— Assignment —
Below are some lines of data. Return all of them as they are.

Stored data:
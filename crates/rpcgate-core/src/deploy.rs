use std::collections::HashMap;
use std::sync::Arc;

use async_trait::async_trait;
use dashmap::DashMap;
use dashmap::mapref::entry::Entry;
use serde::{Deserialize, Serialize};
use serde_json::{Value, json};
use tracing::info;
use utoipa::ToSchema;

use crate::endpoint::RemoteTarget;
use crate::errors::{DeployError, InvocationError};
use crate::registry::EndpointRegistry;

pub const STATELESS_ARCHIVE: &str = "stateless";

pub type ArchiveFactory = Arc<dyn Fn() -> Arc<dyn RemoteTarget> + Send + Sync>;

/// Named factories the deployer can build targets from.
#[derive(Clone, Default)]
pub struct ArchiveCatalog {
    archives: HashMap<String, ArchiveFactory>,
}

impl ArchiveCatalog {
    pub fn new() -> Self {
        Self::default()
    }

    pub fn with_builtin() -> Self {
        let mut catalog = Self::new();
        catalog.add(STATELESS_ARCHIVE, || {
            Arc::new(StatelessTarget) as Arc<dyn RemoteTarget>
        });
        catalog
    }

    pub fn add<F>(&mut self, name: impl Into<String>, factory: F)
    where
        F: Fn() -> Arc<dyn RemoteTarget> + Send + Sync + 'static,
    {
        self.archives.insert(name.into(), Arc::new(factory));
    }

    pub fn contains(&self, name: &str) -> bool {
        self.archives.contains_key(name)
    }

    fn build(&self, name: &str) -> Result<Arc<dyn RemoteTarget>, DeployError> {
        self.archives
            .get(name)
            .map(|factory| factory())
            .ok_or_else(|| DeployError::UnknownArchive(name.to_string()))
    }
}

struct Deployment {
    archive: String,
    target: Arc<dyn RemoteTarget>,
}

#[derive(Debug, Clone, PartialEq, Eq, Serialize, Deserialize, ToSchema)]
pub struct DeploymentInfo {
    pub name: String,
    pub archive: String,
}

/// Owns deployed targets and keeps the registry in step with them.
pub struct Deployer {
    registry: Arc<EndpointRegistry>,
    catalog: ArchiveCatalog,
    deployed: DashMap<String, Deployment>,
}

impl Deployer {
    pub fn new(registry: Arc<EndpointRegistry>, catalog: ArchiveCatalog) -> Self {
        Self {
            registry,
            catalog,
            deployed: DashMap::new(),
        }
    }

    pub fn registry(&self) -> &Arc<EndpointRegistry> {
        &self.registry
    }

    /// Deploys `archive` under `name` and returns the endpoint generation.
    ///
    /// Deploying the same archive under a name that already runs it leaves the
    /// running target in place.
    pub fn deploy(&self, name: &str, archive: &str) -> Result<u64, DeployError> {
        if name.is_empty() || name.contains('/') {
            return Err(DeployError::InvalidName(name.to_string()));
        }

        match self.deployed.entry(name.to_string()) {
            Entry::Occupied(mut occupied) => {
                if occupied.get().archive == archive {
                    return Ok(self.registry.register(name, &occupied.get().target));
                }
                let target = self.catalog.build(archive)?;
                let generation = self.registry.register(name, &target);
                occupied.insert(Deployment {
                    archive: archive.to_string(),
                    target,
                });
                info!(deployment = %name, archive = %archive, generation, "Redeployed with new archive");
                Ok(generation)
            }
            Entry::Vacant(vacant) => {
                let target = self.catalog.build(archive)?;
                let generation = self.registry.register(name, &target);
                vacant.insert(Deployment {
                    archive: archive.to_string(),
                    target,
                });
                info!(deployment = %name, archive = %archive, generation, "Deployed");
                Ok(generation)
            }
        }
    }

    /// Removes the deployment under `name`. Returns whether one existed.
    pub fn undeploy(&self, name: &str) -> bool {
        // Unregister while the slot is held so a concurrent deploy of the
        // same name cannot be unregistered by this call.
        match self.deployed.entry(name.to_string()) {
            Entry::Occupied(occupied) => {
                self.registry.unregister(name);
                drop(occupied.remove());
                info!(deployment = %name, "Undeployed");
                true
            }
            Entry::Vacant(_) => false,
        }
    }

    pub fn deployments(&self) -> Vec<DeploymentInfo> {
        let mut deployments: Vec<DeploymentInfo> = self
            .deployed
            .iter()
            .map(|entry| DeploymentInfo {
                name: entry.key().clone(),
                archive: entry.value().archive.clone(),
            })
            .collect();
        deployments.sort_by(|a, b| a.name.cmp(&b.name));
        deployments
    }
}

/// Stateless target with a single remote method.
///
/// `remoteCall` answers with the number of remote methods the target exposes.
pub struct StatelessTarget;

impl StatelessTarget {
    const REMOTE_METHODS: [&'static str; 1] = ["remoteCall"];
}

#[async_trait]
impl RemoteTarget for StatelessTarget {
    fn methods(&self) -> Vec<String> {
        Self::REMOTE_METHODS.iter().map(|m| m.to_string()).collect()
    }

    async fn call(&self, method: &str, _args: Value) -> Result<Value, InvocationError> {
        match method {
            "remoteCall" => Ok(json!(Self::REMOTE_METHODS.len())),
            other => Err(InvocationError::NoSuchMethod(other.to_string())),
        }
    }
}

#[cfg(test)]
mod tests {
    use super::*;
    use crate::endpoint::EndpointStatus;

    struct Echo;

    #[async_trait]
    impl RemoteTarget for Echo {
        fn methods(&self) -> Vec<String> {
            vec!["echo".to_string()]
        }

        async fn call(&self, _method: &str, args: Value) -> Result<Value, InvocationError> {
            Ok(args)
        }
    }

    fn deployer() -> Deployer {
        let mut catalog = ArchiveCatalog::with_builtin();
        catalog.add("echo", || Arc::new(Echo) as Arc<dyn RemoteTarget>);
        Deployer::new(Arc::new(EndpointRegistry::new()), catalog)
    }

    #[tokio::test]
    async fn stateless_target_counts_its_remote_methods() {
        let target = StatelessTarget;
        assert_eq!(target.call("remoteCall", Value::Null).await.unwrap(), json!(1));
        assert_eq!(
            target.call("other", Value::Null).await.unwrap_err(),
            InvocationError::NoSuchMethod("other".into())
        );
    }

    #[test]
    fn deploy_is_idempotent_per_archive() {
        let deployer = deployer();
        assert_eq!(deployer.deploy("server", STATELESS_ARCHIVE).unwrap(), 1);
        assert_eq!(deployer.deploy("server", STATELESS_ARCHIVE).unwrap(), 1);
        assert_eq!(deployer.deploy("server", "echo").unwrap(), 2);
        assert_eq!(
            deployer.deployments(),
            vec![DeploymentInfo {
                name: "server".into(),
                archive: "echo".into()
            }]
        );
    }

    #[test]
    fn undeploy_releases_the_target() {
        let deployer = deployer();
        deployer.deploy("server", STATELESS_ARCHIVE).unwrap();
        assert_eq!(deployer.registry().status("server"), EndpointStatus::Registered);

        assert!(deployer.undeploy("server"));
        assert!(!deployer.undeploy("server"));
        assert!(deployer.registry().resolve("server").is_none());
        assert!(deployer.deployments().is_empty());
    }

    #[test]
    fn racing_deploy_and_undeploy_keep_registry_in_step() {
        let deployer = deployer();
        for _ in 0..200 {
            std::thread::scope(|scope| {
                scope.spawn(|| deployer.undeploy("server"));
                scope.spawn(|| deployer.deploy("server", STATELESS_ARCHIVE).unwrap());
            });

            let listed = deployer.deployments().iter().any(|d| d.name == "server");
            assert_eq!(listed, deployer.registry().resolve("server").is_some());
            assert_eq!(
                deployer.registry().status("server"),
                if listed {
                    EndpointStatus::Registered
                } else {
                    EndpointStatus::Unregistered
                }
            );
        }
    }

    #[test]
    fn rejects_unknown_archive_and_bad_names() {
        let deployer = deployer();
        assert_eq!(
            deployer.deploy("server", "ear"),
            Err(DeployError::UnknownArchive("ear".into()))
        );
        assert_eq!(
            deployer.deploy("", STATELESS_ARCHIVE),
            Err(DeployError::InvalidName(String::new()))
        );
        assert!(deployer.registry().resolve("server").is_none());
    }
}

— Reply to the exercise —
filename crates/rpcgate-core/src/deploy.rs
use std::collections::HashMap;
use std::sync::Arc;

use async_trait::async_trait;
use dashmap::DashMap;
use dashmap::mapref::entry::Entry;
use serde::{Deserialize, Serialize};
use serde_json::{Value, json};
use tracing::info;
use utoipa::ToSchema;

use crate::endpoint::RemoteTarget;
use crate::errors::{DeployError, InvocationError};
use crate::registry::EndpointRegistry;

pub const STATELESS_ARCHIVE: &str = "stateless";

pub type ArchiveFactory = Arc<dyn Fn() -> Arc<dyn RemoteTarget> + Send + Sync>;

/// Named factories the deployer can build targets from.
#[derive(Clone, Default)]
pub struct ArchiveCatalog {
    archives: HashMap<String, ArchiveFactory>,
}

impl ArchiveCatalog {
    pub fn new() -> Self {
        Self::default()
    }

    pub fn with_builtin() -> Self {
        let mut catalog = Self::new();
        catalog.add(STATELESS_ARCHIVE, || {
            Arc::new(StatelessTarget) as Arc<dyn RemoteTarget>
        });
        catalog
    }

    pub fn add<F>(&mut self, name: impl Into<String>, factory: F)
    where
        F: Fn() -> Arc<dyn RemoteTarget> + Send + Sync + 'static,
    {
        self.archives.insert(name.into(), Arc::new(factory));
    }

    pub fn contains(&self, name: &str) -> bool {
        self.archives.contains_key(name)
    }

    fn build(&self, name: &str) -> Result<Arc<dyn RemoteTarget>, DeployError> {
        self.archives
            .get(name)
            .map(|factory| factory())
            .ok_or_else(|| DeployError::UnknownArchive(name.to_string()))
    }
}

struct Deployment {
    archive: String,
    target: Arc<dyn RemoteTarget>,
}

#[derive(Debug, Clone, PartialEq, Eq, Serialize, Deserialize, ToSchema)]
pub struct DeploymentInfo {
    pub name: String,
    pub archive: String,
}

/// Owns deployed targets and keeps the registry in step with them.
pub struct Deployer {
    registry: Arc<EndpointRegistry>,
    catalog: ArchiveCatalog,
    deployed: DashMap<String, Deployment>,
}

impl Deployer {
    pub fn new(registry: Arc<EndpointRegistry>, catalog: ArchiveCatalog) -> Self {
        Self {
            registry,
            catalog,
            deployed: DashMap::new(),
        }
    }

    pub fn registry(&self) -> &Arc<EndpointRegistry> {
        &self.registry
    }

    /// Deploys `archive` under `name` and returns the endpoint generation.
    ///
    /// Deploying the same archive under a name that already runs it leaves the
    /// running target in place.
    pub fn deploy(&self, name: &str, archive: &str) -> Result<u64, DeployError> {
        if name.is_empty() || name.contains('/') {
            return Err(DeployError::InvalidName(name.to_string()));
        }

        match self.deployed.entry(name.to_string()) {
            Entry::Occupied(mut occupied) => {
                if occupied.get().archive == archive {
                    return Ok(self.registry.register(name, &occupied.get().target));
                }
                let target = self.catalog.build(archive)?;
                let generation = self.registry.register(name, &target);
                occupied.insert(Deployment {
                    archive: archive.to_string(),
                    target,
                });
                info!(deployment = %name, archive = %archive, generation, "Redeployed with new archive");
                Ok(generation)
            }
            Entry::Vacant(vacant) => {
                let target = self.catalog.build(archive)?;
                let generation = self.registry.register(name, &target);
                vacant.insert(Deployment {
                    archive: archive.to_string(),
                    target,
                });
                info!(deployment = %name, archive = %archive, generation, "Deployed");
                Ok(generation)
            }
        }
    }

    /// Removes the deployment under `name`. Returns whether one existed.
    pub fn undeploy(&self, name: &str) -> bool {
        // Unregister while the slot is held so a concurrent deploy of the
        // same name cannot be unregistered by this call.
        match self.deployed.entry(name.to_string()) {
            Entry::Occupied(occupied) => {
                self.registry.unregister(name);
                drop(occupied.remove());
                info!(deployment = %name, "Undeployed");
                true
            }
            Entry::Vacant(_) => false,
        }
    }

    pub fn deployments(&self) -> Vec<DeploymentInfo> {
        let mut deployments: Vec<DeploymentInfo> = self
            .deployed
            .iter()
            .map(|entry| DeploymentInfo {
                name: entry.key().clone(),
                archive: entry.value().archive.clone(),
            })
            .collect();
        deployments.sort_by(|a, b| a.name.cmp(&b.name));
        deployments
    }
}

/// Stateless target with a single remote method.
///
/// `remoteCall` answers with the number of remote methods the target exposes.
pub struct StatelessTarget;

impl StatelessTarget {
    const REMOTE_METHODS: [&'static str; 1] = ["remoteCall"];
}

#[async_trait]
impl RemoteTarget for StatelessTarget {
    fn methods(&self) -> Vec<String> {
        Self::REMOTE_METHODS.iter().map(|m| m.to_string()).collect()
    }

    async fn call(&self, method: &str, _args: Value) -> Result<Value, InvocationError> {
        match method {
            "remoteCall" => Ok(json!(Self::REMOTE_METHODS.len())),
            other => Err(InvocationError::NoSuchMethod(other.to_string())),
        }
    }
}

#[cfg(test)]
mod tests {
    use super::*;
    use crate::endpoint::EndpointStatus;

    struct Echo;

    #[async_trait]
    impl RemoteTarget for Echo {
        fn methods(&self) -> Vec<String> {
            vec!["echo".to_string()]
        }

        async fn call(&self, _method: &str, args: Value) -> Result<Value, InvocationError> {
            Ok(args)
        }
    }

    fn deployer() -> Deployer {
        let mut catalog = ArchiveCatalog::with_builtin();
        catalog.add("echo", || Arc::new(Echo) as Arc<dyn RemoteTarget>);
        Deployer::new(Arc::new(EndpointRegistry::new()), catalog)
    }

    #[tokio::test]
    async fn stateless_target_counts_its_remote_methods() {
        let target = StatelessTarget;
        assert_eq!(target.call("remoteCall", Value::Null).await.unwrap(), json!(1));
        assert_eq!(
            target.call("other", Value::Null).await.unwrap_err(),
            InvocationError::NoSuchMethod("other".into())
        );
    }

    #[test]
    fn deploy_is_idempotent_per_archive() {
        let deployer = deployer();
        assert_eq!(deployer.deploy("server", STATELESS_ARCHIVE).unwrap(), 1);
        assert_eq!(deployer.deploy("server", STATELESS_ARCHIVE).unwrap(), 1);
        assert_eq!(deployer.deploy("server", "echo").unwrap(), 2);
        assert_eq!(
            deployer.deployments(),
            vec![DeploymentInfo {
                name: "server".into(),
                archive: "echo".into()
            }]
        );
    }

    #[test]
    fn undeploy_releases_the_target() {
        let deployer = deployer();
        deployer.deploy("server", STATELESS_ARCHIVE).unwrap();
        assert_eq!(deployer.registry().status("server"), EndpointStatus::Registered);

        assert!(deployer.undeploy("server"));
        assert!(!deployer.undeploy("server"));
        assert!(deployer.registry().resolve("server").is_none());
        assert!(deployer.deployments().is_empty());
    }

    #[test]
    fn racing_deploy_and_undeploy_keep_registry_in_step() {
        let deployer = deployer();
        for _ in 0..200 {
            std::thread::scope(|scope| {
                scope.spawn(|| deployer.undeploy("server"));
                scope.spawn(|| deployer.deploy("server", STATELESS_ARCHIVE).unwrap());
            });

            let listed = deployer.deployments().iter().any(|d| d.name == "server");
            assert_eq!(listed, deployer.registry().resolve("server").is_some());
            assert_eq!(
                deployer.registry().status("server"),
                if listed {
                    EndpointStatus::Registered
                } else {
                    EndpointStatus::Unregistered
                }
            );
        }
    }

    #[test]
    fn rejects_unknown_archive_and_bad_names() {
        let deployer = deployer();
        assert_eq!(
            deployer.deploy("server", "ear"),
            Err(DeployError::UnknownArchive("ear".into()))
        );
        assert_eq!(
            deployer.deploy("", STATELESS_ARCHIVE),
            Err(DeployError::InvalidName(String::new()))
        );
        assert!(deployer.registry().resolve("server").is_none());
    }
}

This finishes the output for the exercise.